■ **Supplied material**:

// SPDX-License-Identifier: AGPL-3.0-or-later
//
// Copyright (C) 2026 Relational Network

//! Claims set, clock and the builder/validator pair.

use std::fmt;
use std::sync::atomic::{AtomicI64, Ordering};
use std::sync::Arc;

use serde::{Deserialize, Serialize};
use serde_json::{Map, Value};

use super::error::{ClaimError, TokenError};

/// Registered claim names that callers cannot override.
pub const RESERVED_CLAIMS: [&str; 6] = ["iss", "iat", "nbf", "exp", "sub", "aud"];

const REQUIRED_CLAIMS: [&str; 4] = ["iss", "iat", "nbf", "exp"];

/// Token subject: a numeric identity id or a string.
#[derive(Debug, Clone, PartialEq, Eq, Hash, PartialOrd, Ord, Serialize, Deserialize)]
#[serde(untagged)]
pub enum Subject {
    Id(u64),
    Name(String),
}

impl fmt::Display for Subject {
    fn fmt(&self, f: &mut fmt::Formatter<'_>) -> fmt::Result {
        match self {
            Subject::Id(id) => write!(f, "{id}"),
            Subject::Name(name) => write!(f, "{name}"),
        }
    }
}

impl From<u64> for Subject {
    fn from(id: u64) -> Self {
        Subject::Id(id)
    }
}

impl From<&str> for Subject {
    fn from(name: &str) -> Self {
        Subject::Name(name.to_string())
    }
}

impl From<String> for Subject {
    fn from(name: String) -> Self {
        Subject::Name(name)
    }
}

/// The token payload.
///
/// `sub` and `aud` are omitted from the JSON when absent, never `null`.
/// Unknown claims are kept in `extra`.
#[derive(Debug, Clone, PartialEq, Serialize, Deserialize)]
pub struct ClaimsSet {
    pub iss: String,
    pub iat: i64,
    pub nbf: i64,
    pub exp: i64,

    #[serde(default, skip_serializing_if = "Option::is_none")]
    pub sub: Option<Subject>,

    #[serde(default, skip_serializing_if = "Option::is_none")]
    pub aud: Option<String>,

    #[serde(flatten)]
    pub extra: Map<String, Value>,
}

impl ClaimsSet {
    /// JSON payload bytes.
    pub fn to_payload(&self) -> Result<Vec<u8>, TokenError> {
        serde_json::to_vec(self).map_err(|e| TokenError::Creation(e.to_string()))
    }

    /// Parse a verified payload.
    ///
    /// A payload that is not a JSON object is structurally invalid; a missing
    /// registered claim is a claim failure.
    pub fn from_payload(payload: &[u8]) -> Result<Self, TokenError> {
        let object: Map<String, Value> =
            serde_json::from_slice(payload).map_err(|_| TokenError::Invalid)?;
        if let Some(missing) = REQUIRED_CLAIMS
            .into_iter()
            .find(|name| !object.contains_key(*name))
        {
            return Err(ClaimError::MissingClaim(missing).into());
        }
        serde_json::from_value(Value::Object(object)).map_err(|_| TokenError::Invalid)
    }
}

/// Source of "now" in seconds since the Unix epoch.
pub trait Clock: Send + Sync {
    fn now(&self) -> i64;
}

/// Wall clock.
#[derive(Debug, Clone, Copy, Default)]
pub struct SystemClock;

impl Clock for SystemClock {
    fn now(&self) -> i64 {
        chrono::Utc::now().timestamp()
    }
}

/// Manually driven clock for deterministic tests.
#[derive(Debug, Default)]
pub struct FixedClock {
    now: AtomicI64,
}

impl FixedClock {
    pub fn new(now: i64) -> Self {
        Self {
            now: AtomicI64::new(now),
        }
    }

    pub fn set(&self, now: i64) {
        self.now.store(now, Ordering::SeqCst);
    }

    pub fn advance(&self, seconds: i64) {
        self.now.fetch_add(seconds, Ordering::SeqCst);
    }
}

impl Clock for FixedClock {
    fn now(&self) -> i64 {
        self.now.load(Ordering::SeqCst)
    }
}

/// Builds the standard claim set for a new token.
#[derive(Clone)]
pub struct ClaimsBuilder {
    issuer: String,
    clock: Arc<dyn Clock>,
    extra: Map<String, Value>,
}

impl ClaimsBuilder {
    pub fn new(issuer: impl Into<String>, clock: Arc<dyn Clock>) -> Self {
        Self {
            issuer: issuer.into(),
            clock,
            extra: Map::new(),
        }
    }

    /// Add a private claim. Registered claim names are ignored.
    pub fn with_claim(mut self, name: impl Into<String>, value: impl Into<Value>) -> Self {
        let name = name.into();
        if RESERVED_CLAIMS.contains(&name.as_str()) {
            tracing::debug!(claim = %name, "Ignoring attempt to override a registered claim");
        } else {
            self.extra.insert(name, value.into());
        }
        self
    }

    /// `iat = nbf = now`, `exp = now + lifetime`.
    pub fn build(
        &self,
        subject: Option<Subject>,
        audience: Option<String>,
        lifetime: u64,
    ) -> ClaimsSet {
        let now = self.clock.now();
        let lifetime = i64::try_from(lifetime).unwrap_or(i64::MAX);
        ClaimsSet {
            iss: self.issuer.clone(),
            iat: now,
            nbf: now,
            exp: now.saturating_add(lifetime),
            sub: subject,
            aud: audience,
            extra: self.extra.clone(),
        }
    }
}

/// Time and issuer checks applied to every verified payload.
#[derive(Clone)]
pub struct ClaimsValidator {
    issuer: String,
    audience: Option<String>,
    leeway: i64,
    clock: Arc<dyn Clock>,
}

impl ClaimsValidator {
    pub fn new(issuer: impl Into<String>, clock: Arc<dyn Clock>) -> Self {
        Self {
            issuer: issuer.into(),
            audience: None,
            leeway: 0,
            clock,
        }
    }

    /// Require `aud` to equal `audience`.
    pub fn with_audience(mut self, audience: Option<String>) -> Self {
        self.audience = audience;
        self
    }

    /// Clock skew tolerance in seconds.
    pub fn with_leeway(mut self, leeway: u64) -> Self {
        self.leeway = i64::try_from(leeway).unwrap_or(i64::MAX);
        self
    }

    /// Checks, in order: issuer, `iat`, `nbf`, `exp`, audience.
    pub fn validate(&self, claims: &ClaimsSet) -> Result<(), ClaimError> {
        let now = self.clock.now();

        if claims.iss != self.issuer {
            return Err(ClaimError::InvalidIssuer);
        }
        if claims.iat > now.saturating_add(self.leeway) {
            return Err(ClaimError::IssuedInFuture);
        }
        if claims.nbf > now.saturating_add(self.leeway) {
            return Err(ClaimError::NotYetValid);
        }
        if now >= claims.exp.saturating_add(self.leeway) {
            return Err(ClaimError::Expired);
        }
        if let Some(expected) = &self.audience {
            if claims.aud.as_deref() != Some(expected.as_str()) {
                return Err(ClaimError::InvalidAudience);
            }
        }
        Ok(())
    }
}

■ **Task requirements**: Exactly the lines running from the top of the records to the line that contains "pub const RESERVED_CLAIMS: [&str;", inclusive, must be set down, and nothing more.

■ **Finished exercise**:
// SPDX-License-Identifier: AGPL-3.0-or-later
//
// Copyright (C) 2026 Relational Network

//! Claims set, clock and the builder/validator pair.

use std::fmt;
use std::sync::atomic::{AtomicI64, Ordering};
use std::sync::Arc;

use serde::{Deserialize, Serialize};
use serde_json::{Map, Value};

use super::error::{ClaimError, TokenError};

/// Registered claim names that callers cannot override.
pub const RESERVED_CLAIMS: [&str; 6] = ["iss", "iat", "nbf", "exp", "sub", "aud"];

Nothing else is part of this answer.